**What is needed:** Note every line in the entries that contains the string "tracing", and copy it.

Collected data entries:
- Opening Delimiter -

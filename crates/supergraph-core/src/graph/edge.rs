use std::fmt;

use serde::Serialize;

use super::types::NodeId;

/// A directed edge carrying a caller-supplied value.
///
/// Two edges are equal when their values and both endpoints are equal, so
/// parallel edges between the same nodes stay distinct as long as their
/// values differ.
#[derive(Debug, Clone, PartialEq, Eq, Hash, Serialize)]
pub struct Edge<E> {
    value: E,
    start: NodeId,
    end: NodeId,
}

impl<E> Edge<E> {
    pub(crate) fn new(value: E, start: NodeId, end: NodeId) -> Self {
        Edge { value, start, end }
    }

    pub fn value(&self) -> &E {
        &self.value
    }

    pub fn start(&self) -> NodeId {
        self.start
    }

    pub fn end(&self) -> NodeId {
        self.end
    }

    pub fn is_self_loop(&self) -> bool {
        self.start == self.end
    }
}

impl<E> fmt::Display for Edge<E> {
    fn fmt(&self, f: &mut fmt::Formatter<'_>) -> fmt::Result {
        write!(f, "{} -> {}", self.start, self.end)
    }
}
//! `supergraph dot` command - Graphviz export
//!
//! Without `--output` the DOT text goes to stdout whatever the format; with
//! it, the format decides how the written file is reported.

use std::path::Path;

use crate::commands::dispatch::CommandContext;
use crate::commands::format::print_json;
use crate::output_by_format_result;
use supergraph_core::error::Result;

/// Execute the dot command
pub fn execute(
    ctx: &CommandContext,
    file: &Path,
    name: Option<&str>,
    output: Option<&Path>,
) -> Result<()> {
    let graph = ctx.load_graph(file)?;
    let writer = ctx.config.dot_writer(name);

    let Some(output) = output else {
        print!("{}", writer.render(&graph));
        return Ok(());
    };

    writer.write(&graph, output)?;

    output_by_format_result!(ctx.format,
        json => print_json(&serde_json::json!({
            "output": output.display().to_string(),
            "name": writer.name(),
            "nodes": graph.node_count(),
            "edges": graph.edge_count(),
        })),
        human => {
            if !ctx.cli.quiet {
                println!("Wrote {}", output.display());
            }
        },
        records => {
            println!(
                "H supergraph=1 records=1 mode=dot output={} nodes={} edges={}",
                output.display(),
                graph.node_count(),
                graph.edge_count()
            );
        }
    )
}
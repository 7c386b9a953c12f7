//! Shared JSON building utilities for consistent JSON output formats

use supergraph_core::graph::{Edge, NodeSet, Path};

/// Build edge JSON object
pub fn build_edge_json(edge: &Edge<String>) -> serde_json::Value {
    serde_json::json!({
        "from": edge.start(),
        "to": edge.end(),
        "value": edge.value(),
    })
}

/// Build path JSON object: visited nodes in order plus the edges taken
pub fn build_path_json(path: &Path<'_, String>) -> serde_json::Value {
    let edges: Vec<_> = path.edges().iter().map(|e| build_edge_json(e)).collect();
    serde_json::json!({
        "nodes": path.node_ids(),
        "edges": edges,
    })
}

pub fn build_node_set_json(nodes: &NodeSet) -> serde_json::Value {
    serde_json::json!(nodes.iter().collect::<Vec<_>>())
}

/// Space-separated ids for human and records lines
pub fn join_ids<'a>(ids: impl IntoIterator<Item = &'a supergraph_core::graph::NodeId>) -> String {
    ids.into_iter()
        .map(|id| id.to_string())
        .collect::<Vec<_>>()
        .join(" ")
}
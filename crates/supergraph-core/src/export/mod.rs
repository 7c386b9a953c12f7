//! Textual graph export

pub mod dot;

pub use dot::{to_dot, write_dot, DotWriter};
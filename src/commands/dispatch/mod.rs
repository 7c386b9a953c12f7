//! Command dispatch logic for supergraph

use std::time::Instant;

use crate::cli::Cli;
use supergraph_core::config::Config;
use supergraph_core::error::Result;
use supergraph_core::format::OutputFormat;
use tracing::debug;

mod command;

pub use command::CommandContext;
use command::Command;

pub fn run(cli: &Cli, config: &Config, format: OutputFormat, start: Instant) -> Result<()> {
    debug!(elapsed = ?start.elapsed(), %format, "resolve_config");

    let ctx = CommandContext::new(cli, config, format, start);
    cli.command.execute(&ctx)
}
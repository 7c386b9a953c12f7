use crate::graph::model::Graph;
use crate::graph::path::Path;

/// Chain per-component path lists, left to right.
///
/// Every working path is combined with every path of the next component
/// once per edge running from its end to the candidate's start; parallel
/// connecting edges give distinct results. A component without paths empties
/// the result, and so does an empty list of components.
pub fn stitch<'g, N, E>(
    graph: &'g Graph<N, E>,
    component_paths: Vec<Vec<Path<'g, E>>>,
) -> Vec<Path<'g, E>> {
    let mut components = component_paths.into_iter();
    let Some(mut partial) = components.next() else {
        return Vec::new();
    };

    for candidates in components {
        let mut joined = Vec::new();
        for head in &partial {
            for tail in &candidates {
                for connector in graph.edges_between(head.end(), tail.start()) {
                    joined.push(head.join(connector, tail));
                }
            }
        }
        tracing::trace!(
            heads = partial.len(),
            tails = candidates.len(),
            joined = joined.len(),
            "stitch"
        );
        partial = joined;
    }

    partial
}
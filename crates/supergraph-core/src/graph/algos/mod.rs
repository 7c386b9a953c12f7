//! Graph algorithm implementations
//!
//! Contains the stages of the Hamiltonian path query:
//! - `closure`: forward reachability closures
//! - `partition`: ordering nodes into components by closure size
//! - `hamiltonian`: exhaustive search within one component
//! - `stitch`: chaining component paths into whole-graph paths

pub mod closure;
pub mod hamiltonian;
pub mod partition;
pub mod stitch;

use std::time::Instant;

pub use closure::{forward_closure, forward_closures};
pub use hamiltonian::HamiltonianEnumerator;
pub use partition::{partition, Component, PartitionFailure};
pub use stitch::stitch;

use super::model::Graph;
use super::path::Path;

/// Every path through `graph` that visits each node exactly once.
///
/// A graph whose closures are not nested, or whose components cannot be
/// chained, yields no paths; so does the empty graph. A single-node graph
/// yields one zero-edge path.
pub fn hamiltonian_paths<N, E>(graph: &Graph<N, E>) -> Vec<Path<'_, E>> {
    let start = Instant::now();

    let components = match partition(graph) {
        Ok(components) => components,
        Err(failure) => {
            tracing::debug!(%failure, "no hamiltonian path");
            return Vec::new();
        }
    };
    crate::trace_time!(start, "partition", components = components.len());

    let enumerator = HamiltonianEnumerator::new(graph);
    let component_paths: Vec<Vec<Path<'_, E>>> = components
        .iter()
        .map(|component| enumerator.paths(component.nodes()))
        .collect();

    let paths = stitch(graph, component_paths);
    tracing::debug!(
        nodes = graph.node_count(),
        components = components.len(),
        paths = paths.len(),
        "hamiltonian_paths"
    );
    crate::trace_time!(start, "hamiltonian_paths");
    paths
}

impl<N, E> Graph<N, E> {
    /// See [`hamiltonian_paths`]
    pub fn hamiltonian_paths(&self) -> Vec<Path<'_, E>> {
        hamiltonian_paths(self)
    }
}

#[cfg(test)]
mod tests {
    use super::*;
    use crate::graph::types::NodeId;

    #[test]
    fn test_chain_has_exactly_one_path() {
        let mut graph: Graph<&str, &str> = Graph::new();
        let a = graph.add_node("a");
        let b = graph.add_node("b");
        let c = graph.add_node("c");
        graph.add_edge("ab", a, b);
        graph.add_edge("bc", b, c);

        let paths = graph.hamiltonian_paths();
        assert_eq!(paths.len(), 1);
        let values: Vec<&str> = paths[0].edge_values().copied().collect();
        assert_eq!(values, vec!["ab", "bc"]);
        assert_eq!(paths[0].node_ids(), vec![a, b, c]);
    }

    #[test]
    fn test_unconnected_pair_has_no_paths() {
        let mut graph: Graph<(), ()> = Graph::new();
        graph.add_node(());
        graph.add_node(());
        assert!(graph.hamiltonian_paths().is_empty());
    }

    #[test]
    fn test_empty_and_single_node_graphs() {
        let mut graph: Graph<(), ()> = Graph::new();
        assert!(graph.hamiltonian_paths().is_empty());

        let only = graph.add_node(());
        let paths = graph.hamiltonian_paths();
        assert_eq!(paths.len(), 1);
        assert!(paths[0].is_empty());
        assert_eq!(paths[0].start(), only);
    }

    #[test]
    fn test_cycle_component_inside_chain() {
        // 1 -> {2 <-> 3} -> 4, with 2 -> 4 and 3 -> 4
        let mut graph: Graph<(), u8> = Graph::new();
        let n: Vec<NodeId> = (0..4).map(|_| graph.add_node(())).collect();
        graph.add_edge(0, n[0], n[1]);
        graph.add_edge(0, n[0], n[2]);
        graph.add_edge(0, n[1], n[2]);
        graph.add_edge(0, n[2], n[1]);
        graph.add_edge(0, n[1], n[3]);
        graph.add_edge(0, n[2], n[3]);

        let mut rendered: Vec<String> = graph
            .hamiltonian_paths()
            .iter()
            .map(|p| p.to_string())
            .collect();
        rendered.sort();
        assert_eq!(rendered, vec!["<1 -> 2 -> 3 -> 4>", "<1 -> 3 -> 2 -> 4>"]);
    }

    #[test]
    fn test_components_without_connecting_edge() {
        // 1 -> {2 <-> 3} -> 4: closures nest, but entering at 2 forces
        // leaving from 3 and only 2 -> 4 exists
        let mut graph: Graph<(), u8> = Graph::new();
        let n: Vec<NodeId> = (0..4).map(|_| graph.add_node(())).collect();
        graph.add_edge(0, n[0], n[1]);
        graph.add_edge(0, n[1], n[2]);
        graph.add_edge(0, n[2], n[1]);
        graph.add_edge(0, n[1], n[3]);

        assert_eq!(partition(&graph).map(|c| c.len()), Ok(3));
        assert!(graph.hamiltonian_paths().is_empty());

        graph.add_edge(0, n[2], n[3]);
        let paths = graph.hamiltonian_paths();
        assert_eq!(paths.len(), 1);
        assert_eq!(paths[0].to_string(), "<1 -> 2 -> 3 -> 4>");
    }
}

- Closing Delimiter -

**Answer for this exercise:**
use tracing::debug;
        tracing::trace!(
            tracing::debug!(%failure, "no hamiltonian path");
    tracing::debug!(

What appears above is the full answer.